Ronda () is a town in the Spanish province of Málaga. It is located about  west of the city of Málaga, within the autonomous community of Andalusia. Its population is about 35,000. Ronda is known for its cliff-side location and a deep chasm that carries the Guadalevín River and divides the town.

It is now one of the towns and villages that is included in the Sierra de las Nieves Natural Park.

History
Around the city are remains of prehistoric settlements dating to the Neolithic Age, including the rock paintings of Cueva de la Pileta. Ronda was, however, first settled by the early Celts, who called it Arunda in the sixth century BC. Later Phoenician settlers established themselves nearby to found Acinipo (sometimes referred to as Ronda la Vieja, Old Ronda). The current Ronda is of Roman origins, having been founded as a fortified post in the Second Punic War, by Scipio Africanus. Ronda received the title of city at the time of Julius Caesar.

In the fifth century AD, Ronda was conquered by the Suebi, led by Rechila, being reconquered in the following century  by the Eastern Roman Empire, under whose rule Acinipo was abandoned.
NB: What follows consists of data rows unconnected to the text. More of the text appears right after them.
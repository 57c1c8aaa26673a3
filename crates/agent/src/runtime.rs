use std::sync::Arc;
use std::time::Duration;

use serde_json::{json, Value};
use tokio::time::timeout;
use tracing::{debug, warn};

use cartly_core::domain::conversation::{ConversationTurn, SessionId};
use cartly_core::errors::AssistantError;
use cartly_tools::ToolRegistry;

use crate::conversation::{Intent, IntentExtractor, ProductQuery};
use crate::memory::ConversationMemory;

/// Per-turn phases. Each turn runs the full sequence once; there is no
/// cross-turn state outside conversation memory.
#[derive(Clone, Copy, Debug, PartialEq, Eq)]
enum TurnPhase {
    Classifying,
    Dispatching,
    Composing,
}

#[derive(Clone, Copy, Debug)]
pub struct RuntimeOptions {
    pub dispatch_timeout: Duration,
    pub search_limit: u32,
}

impl Default for RuntimeOptions {
    fn default() -> Self {
        Self { dispatch_timeout: Duration::from_secs(10), search_limit: 15 }
    }
}

/// Routes one user utterance through classify → dispatch → compose and
/// keeps the session transcript. Tool calls are bounded by the dispatch
/// timeout; a timed-out call leaves no trace beyond a transcript entry.
pub struct AgentRuntime {
    registry: Arc<ToolRegistry>,
    memory: ConversationMemory,
    extractor: IntentExtractor,
    options: RuntimeOptions,
}
use chrono::{DateTime, Utc};
use serde::{Deserialize, Serialize};

/// Unit of conversational continuity. Each session owns an ordered,
/// bounded turn history; nothing is shared across sessions.
#[derive(Clone, Debug, PartialEq, Eq, Hash, Serialize, Deserialize)]
pub struct SessionId(pub String);

#[derive(Clone, Copy, Debug, PartialEq, Eq, Serialize, Deserialize)]
#[serde(rename_all = "snake_case")]
pub enum TurnRole {
    User,
    Assistant,
    Tool,
}

impl TurnRole {
    pub fn as_str(&self) -> &'static str {
        match self {
            Self::User => "user",
            Self::Assistant => "assistant",
            Self::Tool => "tool",
        }
    }
}

impl std::str::FromStr for TurnRole {
    type Err = String;

    fn from_str(value: &str) -> Result<Self, Self::Err> {
        match value {
            "user" => Ok(Self::User),
            "assistant" => Ok(Self::Assistant),
            "tool" => Ok(Self::Tool),
            other => Err(format!("unknown turn role `{other}`")),
        }
    }
}

#[derive(Clone, Debug, PartialEq, Eq, Serialize, Deserialize)]
pub struct ConversationTurn {
    pub role: TurnRole,
    pub content: String,
    pub at: DateTime<Utc>,
}

impl ConversationTurn {
    pub fn user(content: impl Into<String>) -> Self {
        Self { role: TurnRole::User, content: content.into(), at: Utc::now() }
    }

    pub fn assistant(content: impl Into<String>) -> Self {
        Self { role: TurnRole::Assistant, content: content.into(), at: Utc::now() }
    }

    pub fn tool(content: impl Into<String>) -> Self {
        Self { role: TurnRole::Tool, content: content.into(), at: Utc::now() }
    }
}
Later, the Visigoth king Leovigild captured the city. Ronda was part of the Visigoth realm until 713, when it fell to the Umayyad troops, who named it Hisn Ar-Rundah ("Castle of Rundah") and made it the capital of the Takurunna province.
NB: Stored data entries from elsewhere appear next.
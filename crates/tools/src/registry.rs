use std::collections::HashMap;

use async_trait::async_trait;
use serde_json::Value;
use tracing::debug;

use cartly_core::errors::AssistantError;

use crate::schema::ToolSchema;

/// A named capability callable through the uniform JSON protocol.
#[async_trait]
pub trait Tool: Send + Sync {
    fn schema(&self) -> ToolSchema;
    async fn execute(&self, args: Value) -> Result<Value, AssistantError>;
}

/// Dispatch table populated once at startup. Arguments are checked
/// against the tool's schema before execution ever runs.
#[derive(Default)]
pub struct ToolRegistry {
    tools: HashMap<&'static str, Box<dyn Tool>>,
}

impl ToolRegistry {
    pub fn register<T>(&mut self, tool: T)
    where
        T: Tool + 'static,
    {
        self.tools.insert(tool.schema().name, Box::new(tool));
    }

    pub fn schema_of(&self, name: &str) -> Option<ToolSchema> {
        self.tools.get(name).map(|tool| tool.schema())
    }

    pub fn tool_names(&self) -> Vec<&'static str> {
        let mut names: Vec<_> = self.tools.keys().copied().collect();
        names.sort_unstable();
        names
    }

    pub fn len(&self) -> usize {
        self.tools.len()
    }

    pub fn is_empty(&self) -> bool {
        self.tools.is_empty()
    }

    pub async fn dispatch(&self, name: &str, args: Value) -> Result<Value, AssistantError> {
        let tool = self
            .tools
            .get(name)
            .ok_or_else(|| AssistantError::not_found(format!("tool `{name}`")))?;

        tool.schema()
            .validate(&args)
            .map_err(|violation| AssistantError::InvalidRequest { message: violation.to_string() })?;

        debug!(tool = name, "dispatching tool call");
        tool.execute(args).await
    }
}

#[cfg(test)]
mod tests {
    use super::*;
    use crate::schema::{ArgKind, ArgSpec};
    use serde_json::json;

    struct EchoTool;

    #[async_trait]
    impl Tool for EchoTool {
        fn schema(&self) -> ToolSchema {
            ToolSchema::new(
                "echo",
                "Echoes its text argument",
                vec![ArgSpec::required("text", ArgKind::String)],
            )
        }

        async fn execute(&self, args: Value) -> Result<Value, AssistantError> {
            Ok(json!({ "echo": args["text"] }))
        }
    }

    #[tokio::test]
    async fn dispatch_validates_then_executes() {
        let mut registry = ToolRegistry::default();
        registry.register(EchoTool);

        let out = registry.dispatch("echo", json!({ "text": "hi" })).await.unwrap();
        assert_eq!(out, json!({ "echo": "hi" }));
    }

    #[tokio::test]
    async fn dispatch_rejects_invalid_args_before_execution() {
        let mut registry = ToolRegistry::default();
        registry.register(EchoTool);

        let error = registry.dispatch("echo", json!({ "text": 7 })).await.unwrap_err();
        assert!(matches!(error, AssistantError::InvalidRequest { .. }));
    }

    #[tokio::test]
    async fn unknown_tool_is_not_found() {
        let registry = ToolRegistry::default();
        let error = registry.dispatch("nope", json!({})).await.unwrap_err();
        assert!(matches!(error, AssistantError::NotFound { .. }));
    }

    #[test]
    fn tool_names_are_sorted() {
        let mut registry = ToolRegistry::default();
        registry.register(EchoTool);
        assert_eq!(registry.tool_names(), vec!["echo"]);
        assert_eq!(registry.len(), 1);
    }
}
It was the hometown of the polymath Abbas Ibn Firnas (810–887), an inventor, engineer, alleged aviator, chemist, physician, Muslim poet, and Andalusian musician.

After the disintegration of the caliphate of Córdoba, Ronda became the capital of a small kingdom ruled by the Berber Banu Ifran, the taifa of Ronda. During this period, Ronda gained most of its Islamic architectural heritage. In 1065, Ronda was conquered by the taifa of Seville led by Abbad II al-Mu'tadid. Both the poet Salih ben Sharif al-Rundi (1204–1285) and the Sufi scholar Ibn Abbad al-Rundi (1333–1390) were born in Ronda.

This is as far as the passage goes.